== Entries shown ==
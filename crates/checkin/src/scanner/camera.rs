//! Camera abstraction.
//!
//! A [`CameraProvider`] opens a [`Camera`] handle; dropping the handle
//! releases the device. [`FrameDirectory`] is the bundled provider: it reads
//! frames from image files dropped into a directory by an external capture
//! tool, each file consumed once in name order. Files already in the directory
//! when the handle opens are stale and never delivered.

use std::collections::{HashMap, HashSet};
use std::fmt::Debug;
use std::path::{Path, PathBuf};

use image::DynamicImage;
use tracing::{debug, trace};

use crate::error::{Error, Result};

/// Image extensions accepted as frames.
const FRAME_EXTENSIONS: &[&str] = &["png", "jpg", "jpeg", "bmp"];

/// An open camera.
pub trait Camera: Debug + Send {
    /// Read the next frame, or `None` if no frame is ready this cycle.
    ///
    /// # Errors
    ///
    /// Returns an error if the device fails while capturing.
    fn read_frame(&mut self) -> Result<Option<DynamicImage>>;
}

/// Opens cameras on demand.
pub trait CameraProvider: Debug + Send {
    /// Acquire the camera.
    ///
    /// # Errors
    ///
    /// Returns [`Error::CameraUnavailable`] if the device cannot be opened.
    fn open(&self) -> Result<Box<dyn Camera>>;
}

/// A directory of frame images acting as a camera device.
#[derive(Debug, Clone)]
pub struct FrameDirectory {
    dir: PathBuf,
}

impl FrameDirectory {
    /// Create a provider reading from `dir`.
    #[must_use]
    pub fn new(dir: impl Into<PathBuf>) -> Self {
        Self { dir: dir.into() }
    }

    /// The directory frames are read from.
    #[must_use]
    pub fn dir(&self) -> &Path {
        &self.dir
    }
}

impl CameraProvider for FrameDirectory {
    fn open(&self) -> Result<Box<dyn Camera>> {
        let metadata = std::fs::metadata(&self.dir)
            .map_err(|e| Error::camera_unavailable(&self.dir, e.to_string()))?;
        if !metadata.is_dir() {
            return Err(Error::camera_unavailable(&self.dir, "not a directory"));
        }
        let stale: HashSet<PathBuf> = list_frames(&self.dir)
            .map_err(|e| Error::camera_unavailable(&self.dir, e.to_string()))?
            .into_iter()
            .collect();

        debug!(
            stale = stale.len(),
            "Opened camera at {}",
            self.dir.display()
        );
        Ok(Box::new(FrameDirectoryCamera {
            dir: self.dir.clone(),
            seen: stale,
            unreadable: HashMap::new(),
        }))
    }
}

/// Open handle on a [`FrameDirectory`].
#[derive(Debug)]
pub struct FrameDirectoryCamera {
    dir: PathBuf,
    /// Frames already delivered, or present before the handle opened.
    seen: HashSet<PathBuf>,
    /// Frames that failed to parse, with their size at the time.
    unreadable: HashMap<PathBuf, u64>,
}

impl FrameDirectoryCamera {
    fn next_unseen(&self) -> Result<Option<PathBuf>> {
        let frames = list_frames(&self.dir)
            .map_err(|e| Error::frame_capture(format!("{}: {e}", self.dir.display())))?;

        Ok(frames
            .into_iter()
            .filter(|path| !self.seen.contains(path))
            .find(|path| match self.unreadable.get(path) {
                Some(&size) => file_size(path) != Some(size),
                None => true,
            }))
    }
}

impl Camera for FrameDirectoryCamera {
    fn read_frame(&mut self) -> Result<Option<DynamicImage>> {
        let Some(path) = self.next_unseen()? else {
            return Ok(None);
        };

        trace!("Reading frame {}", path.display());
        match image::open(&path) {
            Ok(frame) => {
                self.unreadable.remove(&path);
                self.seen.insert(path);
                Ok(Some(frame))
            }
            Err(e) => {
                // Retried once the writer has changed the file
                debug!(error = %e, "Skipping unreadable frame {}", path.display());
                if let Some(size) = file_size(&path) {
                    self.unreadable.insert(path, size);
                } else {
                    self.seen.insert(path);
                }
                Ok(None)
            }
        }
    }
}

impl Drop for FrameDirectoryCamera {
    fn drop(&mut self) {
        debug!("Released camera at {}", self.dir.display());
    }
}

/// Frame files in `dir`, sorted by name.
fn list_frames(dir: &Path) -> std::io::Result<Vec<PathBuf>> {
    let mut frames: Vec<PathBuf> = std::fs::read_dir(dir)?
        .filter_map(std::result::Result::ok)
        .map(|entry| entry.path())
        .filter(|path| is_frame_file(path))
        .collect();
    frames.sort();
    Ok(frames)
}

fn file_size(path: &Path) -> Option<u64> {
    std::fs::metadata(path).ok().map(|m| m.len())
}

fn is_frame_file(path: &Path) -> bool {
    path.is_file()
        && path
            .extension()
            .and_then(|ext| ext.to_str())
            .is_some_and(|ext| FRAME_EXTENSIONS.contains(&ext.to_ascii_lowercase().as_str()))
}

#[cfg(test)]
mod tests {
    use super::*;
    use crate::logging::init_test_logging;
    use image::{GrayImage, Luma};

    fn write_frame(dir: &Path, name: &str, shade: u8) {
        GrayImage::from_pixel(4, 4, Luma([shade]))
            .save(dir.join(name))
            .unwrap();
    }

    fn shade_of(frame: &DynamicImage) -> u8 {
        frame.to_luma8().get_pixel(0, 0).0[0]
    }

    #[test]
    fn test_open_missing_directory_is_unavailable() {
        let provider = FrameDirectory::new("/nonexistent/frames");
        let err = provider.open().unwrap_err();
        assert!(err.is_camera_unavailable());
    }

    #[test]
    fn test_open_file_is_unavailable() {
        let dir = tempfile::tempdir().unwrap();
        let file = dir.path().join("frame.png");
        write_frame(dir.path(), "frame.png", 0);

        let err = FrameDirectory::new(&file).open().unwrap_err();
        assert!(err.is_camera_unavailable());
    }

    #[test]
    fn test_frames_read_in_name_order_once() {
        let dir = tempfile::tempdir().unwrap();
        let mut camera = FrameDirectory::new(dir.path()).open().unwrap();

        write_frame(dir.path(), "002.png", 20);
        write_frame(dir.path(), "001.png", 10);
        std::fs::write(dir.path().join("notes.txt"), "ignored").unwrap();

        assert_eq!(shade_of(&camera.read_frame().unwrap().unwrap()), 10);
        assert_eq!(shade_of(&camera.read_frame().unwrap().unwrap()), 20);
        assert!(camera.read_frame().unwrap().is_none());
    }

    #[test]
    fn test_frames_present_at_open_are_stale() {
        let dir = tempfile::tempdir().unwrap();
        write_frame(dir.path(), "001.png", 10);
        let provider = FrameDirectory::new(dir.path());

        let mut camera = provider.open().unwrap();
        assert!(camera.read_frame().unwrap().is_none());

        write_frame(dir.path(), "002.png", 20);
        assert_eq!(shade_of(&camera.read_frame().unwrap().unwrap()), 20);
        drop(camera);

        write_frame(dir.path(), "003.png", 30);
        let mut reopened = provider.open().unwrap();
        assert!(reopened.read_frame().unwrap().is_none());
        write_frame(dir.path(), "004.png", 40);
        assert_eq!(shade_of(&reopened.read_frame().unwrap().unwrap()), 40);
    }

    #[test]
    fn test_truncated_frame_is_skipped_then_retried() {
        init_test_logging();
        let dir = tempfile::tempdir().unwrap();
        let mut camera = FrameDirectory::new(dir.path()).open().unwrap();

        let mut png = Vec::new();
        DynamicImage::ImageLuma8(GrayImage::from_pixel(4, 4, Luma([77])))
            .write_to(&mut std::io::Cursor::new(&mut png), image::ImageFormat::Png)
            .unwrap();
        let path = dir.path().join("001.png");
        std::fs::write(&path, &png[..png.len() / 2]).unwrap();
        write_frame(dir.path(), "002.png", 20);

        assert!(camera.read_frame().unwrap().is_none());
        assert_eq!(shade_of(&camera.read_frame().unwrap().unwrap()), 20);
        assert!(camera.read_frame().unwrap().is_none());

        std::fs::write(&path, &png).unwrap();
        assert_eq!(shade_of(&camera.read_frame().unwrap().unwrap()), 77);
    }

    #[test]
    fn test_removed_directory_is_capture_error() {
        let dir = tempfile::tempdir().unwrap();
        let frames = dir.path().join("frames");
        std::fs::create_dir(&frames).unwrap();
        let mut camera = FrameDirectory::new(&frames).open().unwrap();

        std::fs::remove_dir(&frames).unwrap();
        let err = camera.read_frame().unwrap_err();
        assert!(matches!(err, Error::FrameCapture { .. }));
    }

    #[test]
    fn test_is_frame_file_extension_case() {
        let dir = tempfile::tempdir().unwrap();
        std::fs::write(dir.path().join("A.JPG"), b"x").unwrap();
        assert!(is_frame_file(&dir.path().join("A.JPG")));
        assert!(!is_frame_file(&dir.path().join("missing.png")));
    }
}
===
== Entries shown ==
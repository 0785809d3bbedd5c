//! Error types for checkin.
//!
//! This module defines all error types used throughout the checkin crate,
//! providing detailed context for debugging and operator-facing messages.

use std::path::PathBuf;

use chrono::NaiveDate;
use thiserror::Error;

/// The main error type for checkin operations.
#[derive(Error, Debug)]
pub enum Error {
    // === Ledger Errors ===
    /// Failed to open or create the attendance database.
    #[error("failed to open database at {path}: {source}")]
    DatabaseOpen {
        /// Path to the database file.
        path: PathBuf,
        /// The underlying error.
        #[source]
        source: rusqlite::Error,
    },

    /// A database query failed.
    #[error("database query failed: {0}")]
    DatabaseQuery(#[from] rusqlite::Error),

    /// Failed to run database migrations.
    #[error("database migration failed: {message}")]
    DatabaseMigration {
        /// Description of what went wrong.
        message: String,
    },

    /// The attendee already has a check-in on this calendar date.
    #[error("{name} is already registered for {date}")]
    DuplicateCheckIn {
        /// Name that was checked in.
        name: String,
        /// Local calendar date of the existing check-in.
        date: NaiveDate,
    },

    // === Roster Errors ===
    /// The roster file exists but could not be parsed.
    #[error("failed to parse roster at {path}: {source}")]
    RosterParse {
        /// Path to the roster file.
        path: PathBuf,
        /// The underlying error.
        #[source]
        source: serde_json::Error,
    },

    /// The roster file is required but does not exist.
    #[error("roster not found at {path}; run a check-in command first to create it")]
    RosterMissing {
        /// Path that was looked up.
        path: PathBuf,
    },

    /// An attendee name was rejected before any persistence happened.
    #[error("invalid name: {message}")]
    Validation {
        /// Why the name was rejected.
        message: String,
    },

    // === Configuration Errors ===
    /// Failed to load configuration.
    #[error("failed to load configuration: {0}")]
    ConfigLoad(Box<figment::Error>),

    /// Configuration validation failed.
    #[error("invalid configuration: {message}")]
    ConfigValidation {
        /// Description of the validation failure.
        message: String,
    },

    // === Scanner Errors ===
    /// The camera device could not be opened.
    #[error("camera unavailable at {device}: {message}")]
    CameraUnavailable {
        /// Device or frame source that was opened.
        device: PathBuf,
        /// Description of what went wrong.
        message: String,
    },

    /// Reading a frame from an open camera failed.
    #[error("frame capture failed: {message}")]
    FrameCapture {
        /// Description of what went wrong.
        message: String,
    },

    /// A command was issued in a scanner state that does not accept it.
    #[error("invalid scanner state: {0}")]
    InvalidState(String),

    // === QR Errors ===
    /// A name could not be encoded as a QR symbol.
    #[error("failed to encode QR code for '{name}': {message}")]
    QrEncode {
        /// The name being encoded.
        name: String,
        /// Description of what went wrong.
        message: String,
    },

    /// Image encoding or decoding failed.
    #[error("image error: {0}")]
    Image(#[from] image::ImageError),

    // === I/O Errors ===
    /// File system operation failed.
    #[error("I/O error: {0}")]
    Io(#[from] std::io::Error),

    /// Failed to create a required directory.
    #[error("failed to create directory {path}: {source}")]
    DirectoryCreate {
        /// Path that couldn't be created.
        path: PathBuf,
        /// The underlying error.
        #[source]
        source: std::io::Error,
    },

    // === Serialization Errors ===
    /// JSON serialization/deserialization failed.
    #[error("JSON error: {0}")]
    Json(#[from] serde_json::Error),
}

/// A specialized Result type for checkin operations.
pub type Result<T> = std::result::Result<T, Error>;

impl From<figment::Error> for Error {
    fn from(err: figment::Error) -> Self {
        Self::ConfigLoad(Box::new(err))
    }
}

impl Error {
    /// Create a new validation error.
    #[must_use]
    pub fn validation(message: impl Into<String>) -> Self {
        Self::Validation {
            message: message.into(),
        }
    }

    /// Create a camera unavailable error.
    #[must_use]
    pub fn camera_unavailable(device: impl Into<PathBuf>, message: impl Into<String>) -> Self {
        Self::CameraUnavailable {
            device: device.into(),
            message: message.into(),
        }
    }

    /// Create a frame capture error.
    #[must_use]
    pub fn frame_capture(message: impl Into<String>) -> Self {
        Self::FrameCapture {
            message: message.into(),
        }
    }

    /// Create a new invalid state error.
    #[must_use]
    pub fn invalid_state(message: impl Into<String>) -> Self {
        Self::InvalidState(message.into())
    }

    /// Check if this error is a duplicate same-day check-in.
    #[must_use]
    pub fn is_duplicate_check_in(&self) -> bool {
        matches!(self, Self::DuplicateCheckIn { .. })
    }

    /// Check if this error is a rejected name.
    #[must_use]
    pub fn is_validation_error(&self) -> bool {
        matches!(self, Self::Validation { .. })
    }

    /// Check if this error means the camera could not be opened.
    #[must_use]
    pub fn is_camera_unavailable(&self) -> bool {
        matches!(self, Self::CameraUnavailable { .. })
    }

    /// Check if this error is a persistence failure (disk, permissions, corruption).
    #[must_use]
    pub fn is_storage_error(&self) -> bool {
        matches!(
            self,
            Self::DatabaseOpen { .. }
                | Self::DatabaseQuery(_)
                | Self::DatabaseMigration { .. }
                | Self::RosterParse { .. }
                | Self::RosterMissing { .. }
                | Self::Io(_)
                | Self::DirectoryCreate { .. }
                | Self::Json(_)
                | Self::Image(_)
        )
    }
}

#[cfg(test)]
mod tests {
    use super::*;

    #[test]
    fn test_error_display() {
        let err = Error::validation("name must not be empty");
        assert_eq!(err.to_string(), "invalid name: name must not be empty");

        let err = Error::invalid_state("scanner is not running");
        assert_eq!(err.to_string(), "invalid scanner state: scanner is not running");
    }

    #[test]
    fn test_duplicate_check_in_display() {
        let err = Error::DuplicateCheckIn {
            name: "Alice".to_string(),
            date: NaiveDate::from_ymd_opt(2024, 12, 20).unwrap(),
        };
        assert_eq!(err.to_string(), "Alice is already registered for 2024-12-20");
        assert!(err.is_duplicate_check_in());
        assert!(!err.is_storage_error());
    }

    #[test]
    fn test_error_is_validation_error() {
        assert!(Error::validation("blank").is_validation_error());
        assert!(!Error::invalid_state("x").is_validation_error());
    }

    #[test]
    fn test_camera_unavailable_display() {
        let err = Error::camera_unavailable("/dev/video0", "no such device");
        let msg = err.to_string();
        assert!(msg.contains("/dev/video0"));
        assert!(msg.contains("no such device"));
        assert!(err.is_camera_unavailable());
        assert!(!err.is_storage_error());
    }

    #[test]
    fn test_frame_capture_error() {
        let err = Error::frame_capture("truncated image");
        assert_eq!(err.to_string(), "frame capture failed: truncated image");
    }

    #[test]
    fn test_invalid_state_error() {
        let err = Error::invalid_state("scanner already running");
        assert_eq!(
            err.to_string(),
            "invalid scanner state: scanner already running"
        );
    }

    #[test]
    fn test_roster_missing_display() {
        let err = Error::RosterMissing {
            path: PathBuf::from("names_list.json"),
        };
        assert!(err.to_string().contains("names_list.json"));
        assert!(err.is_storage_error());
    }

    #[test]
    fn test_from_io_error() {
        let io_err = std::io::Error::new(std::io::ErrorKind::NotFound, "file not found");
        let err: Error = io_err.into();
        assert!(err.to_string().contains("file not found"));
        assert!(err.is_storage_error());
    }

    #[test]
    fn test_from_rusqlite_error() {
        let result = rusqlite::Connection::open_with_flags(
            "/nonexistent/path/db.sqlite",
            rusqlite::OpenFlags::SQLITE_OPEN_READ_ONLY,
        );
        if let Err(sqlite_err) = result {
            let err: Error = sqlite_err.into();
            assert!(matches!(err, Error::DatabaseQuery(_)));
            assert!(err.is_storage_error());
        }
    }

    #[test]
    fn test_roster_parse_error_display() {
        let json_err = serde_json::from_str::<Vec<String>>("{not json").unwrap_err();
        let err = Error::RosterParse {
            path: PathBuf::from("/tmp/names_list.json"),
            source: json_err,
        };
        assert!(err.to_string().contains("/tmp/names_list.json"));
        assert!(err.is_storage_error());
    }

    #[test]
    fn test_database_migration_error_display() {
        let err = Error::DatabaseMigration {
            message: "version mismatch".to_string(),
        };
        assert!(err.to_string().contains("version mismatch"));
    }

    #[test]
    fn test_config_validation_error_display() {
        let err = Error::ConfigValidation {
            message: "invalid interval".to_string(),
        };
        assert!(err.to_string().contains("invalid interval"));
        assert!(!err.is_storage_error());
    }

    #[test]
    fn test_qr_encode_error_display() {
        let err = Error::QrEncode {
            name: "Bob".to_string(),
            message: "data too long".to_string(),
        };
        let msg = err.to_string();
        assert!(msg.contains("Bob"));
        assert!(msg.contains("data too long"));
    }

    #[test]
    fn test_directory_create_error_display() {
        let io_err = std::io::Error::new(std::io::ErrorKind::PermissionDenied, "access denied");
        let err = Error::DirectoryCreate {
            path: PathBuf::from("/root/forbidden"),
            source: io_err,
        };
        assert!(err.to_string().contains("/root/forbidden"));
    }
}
===
== Entries shown ==
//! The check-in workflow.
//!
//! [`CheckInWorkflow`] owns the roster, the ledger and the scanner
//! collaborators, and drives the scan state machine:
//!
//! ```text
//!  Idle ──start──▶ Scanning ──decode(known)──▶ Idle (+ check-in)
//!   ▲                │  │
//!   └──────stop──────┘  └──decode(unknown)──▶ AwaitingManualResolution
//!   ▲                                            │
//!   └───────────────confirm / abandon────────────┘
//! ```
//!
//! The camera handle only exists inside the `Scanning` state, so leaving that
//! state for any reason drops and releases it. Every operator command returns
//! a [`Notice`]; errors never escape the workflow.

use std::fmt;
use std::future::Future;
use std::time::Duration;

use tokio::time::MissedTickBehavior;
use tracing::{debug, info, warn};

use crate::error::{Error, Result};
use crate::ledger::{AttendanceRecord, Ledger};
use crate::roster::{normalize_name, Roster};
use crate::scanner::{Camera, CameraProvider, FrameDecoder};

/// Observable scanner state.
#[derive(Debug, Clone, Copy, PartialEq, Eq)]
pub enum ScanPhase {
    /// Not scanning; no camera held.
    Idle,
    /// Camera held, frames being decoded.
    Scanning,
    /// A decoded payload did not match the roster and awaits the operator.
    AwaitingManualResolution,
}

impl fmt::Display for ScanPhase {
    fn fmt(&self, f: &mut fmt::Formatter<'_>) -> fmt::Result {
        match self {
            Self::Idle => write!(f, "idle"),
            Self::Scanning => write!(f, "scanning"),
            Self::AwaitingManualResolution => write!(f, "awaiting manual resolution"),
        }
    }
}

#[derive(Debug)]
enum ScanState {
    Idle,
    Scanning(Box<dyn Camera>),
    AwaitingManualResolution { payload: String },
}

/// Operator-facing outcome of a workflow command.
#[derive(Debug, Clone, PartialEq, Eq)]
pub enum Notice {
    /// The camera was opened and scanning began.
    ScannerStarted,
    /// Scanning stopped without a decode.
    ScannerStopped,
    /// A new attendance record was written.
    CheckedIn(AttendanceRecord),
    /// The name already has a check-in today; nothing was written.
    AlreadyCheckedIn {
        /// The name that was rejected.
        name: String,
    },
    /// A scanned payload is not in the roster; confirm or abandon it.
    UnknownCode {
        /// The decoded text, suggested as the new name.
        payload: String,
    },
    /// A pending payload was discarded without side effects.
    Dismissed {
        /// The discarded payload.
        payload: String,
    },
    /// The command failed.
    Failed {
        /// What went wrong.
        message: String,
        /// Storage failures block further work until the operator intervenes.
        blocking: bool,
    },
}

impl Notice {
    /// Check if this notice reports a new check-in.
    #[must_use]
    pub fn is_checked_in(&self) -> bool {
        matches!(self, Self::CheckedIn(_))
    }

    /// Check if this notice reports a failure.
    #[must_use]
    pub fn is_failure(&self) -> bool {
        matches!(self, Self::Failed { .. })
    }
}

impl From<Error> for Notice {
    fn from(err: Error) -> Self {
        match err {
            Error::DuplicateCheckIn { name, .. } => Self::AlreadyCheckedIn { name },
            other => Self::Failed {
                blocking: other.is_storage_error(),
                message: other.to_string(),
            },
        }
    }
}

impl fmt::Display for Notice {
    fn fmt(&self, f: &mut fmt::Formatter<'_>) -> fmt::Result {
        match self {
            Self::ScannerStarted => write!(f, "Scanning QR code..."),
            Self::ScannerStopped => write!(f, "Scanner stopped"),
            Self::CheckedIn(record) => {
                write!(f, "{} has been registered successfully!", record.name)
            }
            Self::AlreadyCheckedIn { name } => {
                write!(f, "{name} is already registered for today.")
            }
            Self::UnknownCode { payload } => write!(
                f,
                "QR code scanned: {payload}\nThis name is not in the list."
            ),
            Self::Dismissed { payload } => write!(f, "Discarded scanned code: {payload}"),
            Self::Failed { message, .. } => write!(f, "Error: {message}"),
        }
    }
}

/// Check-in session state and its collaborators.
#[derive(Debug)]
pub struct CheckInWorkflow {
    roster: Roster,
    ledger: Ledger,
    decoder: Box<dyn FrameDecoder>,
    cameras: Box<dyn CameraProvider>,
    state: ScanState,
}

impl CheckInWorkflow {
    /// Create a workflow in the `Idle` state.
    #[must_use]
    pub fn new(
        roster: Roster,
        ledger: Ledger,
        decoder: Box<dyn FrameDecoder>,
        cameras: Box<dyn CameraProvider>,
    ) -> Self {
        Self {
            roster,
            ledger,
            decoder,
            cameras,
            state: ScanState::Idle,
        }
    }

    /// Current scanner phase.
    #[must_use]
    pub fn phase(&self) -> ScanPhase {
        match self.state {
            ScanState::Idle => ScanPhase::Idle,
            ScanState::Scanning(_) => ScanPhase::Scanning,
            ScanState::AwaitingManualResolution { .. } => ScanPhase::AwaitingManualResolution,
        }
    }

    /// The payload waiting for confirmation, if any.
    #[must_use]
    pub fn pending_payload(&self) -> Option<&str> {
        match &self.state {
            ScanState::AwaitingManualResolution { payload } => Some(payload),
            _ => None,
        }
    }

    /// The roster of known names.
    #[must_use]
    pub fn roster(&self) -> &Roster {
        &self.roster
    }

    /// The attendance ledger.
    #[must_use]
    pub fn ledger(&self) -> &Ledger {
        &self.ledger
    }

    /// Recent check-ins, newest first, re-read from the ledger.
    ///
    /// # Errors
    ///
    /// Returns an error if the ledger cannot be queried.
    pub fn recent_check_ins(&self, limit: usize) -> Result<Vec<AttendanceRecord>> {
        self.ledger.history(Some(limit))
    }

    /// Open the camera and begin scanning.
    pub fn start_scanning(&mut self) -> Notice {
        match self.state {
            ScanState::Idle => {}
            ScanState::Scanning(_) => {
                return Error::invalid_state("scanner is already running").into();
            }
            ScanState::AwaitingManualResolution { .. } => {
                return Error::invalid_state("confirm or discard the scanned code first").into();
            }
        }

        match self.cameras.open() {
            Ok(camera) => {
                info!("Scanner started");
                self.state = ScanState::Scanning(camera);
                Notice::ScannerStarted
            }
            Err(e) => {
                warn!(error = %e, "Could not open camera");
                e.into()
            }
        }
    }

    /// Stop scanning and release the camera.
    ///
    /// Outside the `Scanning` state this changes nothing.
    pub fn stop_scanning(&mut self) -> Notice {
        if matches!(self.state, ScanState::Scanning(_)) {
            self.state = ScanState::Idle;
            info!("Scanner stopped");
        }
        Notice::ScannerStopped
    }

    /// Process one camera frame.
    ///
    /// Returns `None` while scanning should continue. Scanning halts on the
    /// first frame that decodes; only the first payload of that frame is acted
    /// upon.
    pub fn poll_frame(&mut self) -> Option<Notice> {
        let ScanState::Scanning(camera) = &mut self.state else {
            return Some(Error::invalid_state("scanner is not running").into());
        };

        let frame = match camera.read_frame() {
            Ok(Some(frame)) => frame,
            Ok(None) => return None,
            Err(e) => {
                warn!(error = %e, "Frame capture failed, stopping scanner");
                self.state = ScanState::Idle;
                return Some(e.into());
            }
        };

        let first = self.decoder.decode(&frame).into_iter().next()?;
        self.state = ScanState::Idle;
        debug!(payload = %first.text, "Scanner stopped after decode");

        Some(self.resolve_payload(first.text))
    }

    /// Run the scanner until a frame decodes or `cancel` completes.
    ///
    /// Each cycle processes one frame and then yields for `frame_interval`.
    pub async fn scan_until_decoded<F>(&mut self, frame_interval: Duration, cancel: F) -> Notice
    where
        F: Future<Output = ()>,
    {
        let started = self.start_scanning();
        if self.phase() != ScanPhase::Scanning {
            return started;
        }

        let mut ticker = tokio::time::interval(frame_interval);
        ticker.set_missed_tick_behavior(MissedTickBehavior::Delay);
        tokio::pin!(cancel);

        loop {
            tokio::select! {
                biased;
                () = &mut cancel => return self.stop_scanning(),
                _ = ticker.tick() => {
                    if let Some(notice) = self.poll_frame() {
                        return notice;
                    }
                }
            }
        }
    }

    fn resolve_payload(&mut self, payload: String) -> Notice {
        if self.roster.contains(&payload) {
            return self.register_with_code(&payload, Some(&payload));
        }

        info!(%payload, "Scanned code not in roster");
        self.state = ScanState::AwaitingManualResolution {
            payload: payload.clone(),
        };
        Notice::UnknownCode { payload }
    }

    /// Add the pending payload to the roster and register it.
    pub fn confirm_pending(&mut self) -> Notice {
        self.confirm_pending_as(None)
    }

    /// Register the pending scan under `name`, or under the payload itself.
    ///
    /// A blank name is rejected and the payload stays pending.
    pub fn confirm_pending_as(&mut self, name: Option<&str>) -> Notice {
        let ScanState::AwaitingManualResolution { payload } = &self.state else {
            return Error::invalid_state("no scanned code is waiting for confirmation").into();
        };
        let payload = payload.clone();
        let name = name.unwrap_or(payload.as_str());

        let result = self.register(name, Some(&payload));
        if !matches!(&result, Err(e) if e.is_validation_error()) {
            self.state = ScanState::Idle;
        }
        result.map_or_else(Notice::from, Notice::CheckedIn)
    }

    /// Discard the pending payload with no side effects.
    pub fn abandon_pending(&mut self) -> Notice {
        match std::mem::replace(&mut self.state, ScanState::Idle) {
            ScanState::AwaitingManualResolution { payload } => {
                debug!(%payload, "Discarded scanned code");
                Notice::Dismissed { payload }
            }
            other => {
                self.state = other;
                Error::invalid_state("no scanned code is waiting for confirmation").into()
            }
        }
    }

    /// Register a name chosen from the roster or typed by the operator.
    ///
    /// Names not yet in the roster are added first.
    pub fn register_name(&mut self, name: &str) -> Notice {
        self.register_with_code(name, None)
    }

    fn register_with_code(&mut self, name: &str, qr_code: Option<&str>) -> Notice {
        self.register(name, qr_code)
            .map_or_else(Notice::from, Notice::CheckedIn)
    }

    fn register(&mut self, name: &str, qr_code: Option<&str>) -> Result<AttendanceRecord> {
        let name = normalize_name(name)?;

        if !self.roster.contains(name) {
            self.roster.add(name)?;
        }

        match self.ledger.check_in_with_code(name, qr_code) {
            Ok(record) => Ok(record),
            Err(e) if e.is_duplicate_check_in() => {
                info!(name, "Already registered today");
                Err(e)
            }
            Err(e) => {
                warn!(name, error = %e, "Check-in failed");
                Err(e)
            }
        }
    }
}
===
**Try it**
Output only an exact transcription of the lines above from the one with "duplicate same-day check-in." up to and including the one with "pub fn is_validation_error(&self)".

**Output for this task**
    /// Check if this error is a duplicate same-day check-in.
    #[must_use]
    pub fn is_duplicate_check_in(&self) -> bool {
        matches!(self, Self::DuplicateCheckIn { .. })
    }

    /// Check if this error is a rejected name.
    #[must_use]
    pub fn is_validation_error(&self) -> bool {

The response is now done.